TRY IT » Only the lines from the one containing "let state = AppState::new(demo_factory());" through the last line of the data are to be written out, exactly and in full.

============

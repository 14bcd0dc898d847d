use server::demo::demo_factory;
use server::state::AppState;
use std::env;
use tracing::info;
use tracing_subscriber::EnvFilter;

#[tokio::main]
async fn main() {
    let log_level = env::var("LOG_LEVEL").unwrap_or_else(|_| "info".to_owned());
    tracing_subscriber::fmt()
        .with_env_filter(EnvFilter::new(log_level))
        .init();

    let bind_addr = env::var("BIND_ADDR").unwrap_or_else(|_| "0.0.0.0:8080".to_owned());

    let state = AppState::new(demo_factory());
    let router = server::build_router(state);
    let listener = tokio::net::TcpListener::bind(&bind_addr)
        .await
        .expect("failed to bind");
    info!(addr = %bind_addr, "server listening");
    axum::serve(listener, router)
        .with_graceful_shutdown(shutdown_signal())
        .await
        .expect("server error");
    info!("server shut down gracefully");
}

/// Waits for SIGTERM or Ctrl-C (SIGINT) and returns to trigger graceful shutdown.
async fn shutdown_signal() {
    use tokio::signal;

    let ctrl_c = async {
        signal::ctrl_c()
            .await
            .expect("failed to install Ctrl+C handler");
    };

    #[cfg(unix)]
    let terminate = async {
        signal::unix::signal(signal::unix::SignalKind::terminate())
            .expect("failed to install SIGTERM handler")
            .recv()
            .await;
    };

    #[cfg(not(unix))]
    let terminate = std::future::pending::<()>();

    tokio::select! {
        _ = ctrl_c => { info!("received Ctrl+C, shutting down"); },
        _ = terminate => { info!("received SIGTERM, shutting down"); },
    }
}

============

SOLVED PROBLEM »
    let state = AppState::new(demo_factory());
    let router = server::build_router(state);
    let listener = tokio::net::TcpListener::bind(&bind_addr)
        .await
        .expect("failed to bind");
    info!(addr = %bind_addr, "server listening");
    axum::serve(listener, router)
        .with_graceful_shutdown(shutdown_signal())
        .await
        .expect("server error");
    info!("server shut down gracefully");
}

/// Waits for SIGTERM or Ctrl-C (SIGINT) and returns to trigger graceful shutdown.
async fn shutdown_signal() {
    use tokio::signal;

    let ctrl_c = async {
        signal::ctrl_c()
            .await
            .expect("failed to install Ctrl+C handler");
    };

    #[cfg(unix)]
    let terminate = async {
        signal::unix::signal(signal::unix::SignalKind::terminate())
            .expect("failed to install SIGTERM handler")
            .recv()
            .await;
    };

    #[cfg(not(unix))]
    let terminate = std::future::pending::<()>();

    tokio::select! {
        _ = ctrl_c => { info!("received Ctrl+C, shutting down"); },
        _ = terminate => { info!("received SIGTERM, shutting down"); },
    }
}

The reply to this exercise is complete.